BEGIN

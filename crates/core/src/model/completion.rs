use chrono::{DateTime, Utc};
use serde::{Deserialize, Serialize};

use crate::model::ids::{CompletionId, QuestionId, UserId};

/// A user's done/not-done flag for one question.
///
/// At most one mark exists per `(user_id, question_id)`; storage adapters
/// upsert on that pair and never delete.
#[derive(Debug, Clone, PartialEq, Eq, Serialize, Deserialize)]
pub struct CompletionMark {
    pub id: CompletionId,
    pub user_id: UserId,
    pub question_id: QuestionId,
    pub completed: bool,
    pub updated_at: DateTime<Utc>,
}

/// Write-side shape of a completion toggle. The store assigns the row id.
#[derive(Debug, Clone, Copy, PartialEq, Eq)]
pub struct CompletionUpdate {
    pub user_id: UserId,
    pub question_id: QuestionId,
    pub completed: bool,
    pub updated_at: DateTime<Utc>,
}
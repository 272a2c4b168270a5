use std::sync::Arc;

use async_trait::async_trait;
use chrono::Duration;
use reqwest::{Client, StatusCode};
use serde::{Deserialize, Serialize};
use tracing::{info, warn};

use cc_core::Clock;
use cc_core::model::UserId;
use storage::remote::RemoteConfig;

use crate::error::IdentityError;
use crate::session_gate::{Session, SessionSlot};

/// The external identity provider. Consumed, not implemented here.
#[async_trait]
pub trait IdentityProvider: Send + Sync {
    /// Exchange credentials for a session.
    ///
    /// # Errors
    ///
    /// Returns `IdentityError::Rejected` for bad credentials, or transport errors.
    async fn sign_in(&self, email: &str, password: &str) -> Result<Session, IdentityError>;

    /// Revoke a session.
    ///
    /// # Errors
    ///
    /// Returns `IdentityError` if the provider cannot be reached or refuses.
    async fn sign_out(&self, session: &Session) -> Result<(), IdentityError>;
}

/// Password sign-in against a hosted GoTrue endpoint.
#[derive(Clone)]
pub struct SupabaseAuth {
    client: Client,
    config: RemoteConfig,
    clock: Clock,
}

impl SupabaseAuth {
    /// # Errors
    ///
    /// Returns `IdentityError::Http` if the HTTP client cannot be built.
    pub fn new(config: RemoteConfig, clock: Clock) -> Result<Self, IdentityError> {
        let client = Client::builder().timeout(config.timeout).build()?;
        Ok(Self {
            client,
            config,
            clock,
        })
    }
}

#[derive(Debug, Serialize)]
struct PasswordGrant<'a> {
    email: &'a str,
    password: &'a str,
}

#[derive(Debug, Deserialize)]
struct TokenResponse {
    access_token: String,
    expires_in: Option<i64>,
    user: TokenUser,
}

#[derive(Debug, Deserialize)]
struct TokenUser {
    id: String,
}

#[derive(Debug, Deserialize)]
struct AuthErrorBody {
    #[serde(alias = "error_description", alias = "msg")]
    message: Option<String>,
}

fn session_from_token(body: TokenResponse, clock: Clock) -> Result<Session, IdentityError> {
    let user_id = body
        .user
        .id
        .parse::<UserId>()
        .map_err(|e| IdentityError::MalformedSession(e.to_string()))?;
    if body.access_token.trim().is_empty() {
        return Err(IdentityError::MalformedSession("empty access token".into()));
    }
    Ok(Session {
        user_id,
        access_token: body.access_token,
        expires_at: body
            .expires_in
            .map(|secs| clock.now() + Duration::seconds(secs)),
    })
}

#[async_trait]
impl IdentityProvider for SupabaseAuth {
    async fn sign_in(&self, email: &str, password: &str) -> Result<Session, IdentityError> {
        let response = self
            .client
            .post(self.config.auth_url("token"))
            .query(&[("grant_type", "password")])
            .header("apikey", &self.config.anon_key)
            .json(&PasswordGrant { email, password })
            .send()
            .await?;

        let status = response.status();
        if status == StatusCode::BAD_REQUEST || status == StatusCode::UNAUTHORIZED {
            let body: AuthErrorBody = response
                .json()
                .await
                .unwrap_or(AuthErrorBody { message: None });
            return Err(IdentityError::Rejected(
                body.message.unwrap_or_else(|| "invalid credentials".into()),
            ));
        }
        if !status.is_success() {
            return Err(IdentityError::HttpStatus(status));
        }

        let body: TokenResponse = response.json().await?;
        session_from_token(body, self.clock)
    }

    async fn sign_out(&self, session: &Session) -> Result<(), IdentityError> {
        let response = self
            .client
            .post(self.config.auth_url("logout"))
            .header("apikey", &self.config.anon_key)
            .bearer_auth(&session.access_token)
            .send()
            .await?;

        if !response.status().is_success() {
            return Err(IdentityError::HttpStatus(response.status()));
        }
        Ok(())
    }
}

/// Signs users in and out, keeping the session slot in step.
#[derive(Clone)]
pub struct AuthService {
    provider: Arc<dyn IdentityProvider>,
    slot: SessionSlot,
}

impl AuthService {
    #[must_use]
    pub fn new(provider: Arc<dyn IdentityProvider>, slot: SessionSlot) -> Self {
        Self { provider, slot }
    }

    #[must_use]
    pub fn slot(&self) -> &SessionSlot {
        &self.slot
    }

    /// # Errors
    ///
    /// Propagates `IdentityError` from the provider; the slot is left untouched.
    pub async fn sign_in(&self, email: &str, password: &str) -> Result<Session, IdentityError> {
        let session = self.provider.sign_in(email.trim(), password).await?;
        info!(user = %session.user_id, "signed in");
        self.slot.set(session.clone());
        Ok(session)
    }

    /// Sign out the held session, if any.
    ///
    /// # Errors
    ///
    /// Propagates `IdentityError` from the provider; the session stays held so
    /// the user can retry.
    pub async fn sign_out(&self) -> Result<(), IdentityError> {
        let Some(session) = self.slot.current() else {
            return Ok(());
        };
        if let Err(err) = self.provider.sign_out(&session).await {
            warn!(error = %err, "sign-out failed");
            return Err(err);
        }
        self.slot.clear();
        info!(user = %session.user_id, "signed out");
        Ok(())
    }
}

END

The problem: Number of lines holding the word "post" in the material: give this value and nothing more.

Your solution: 2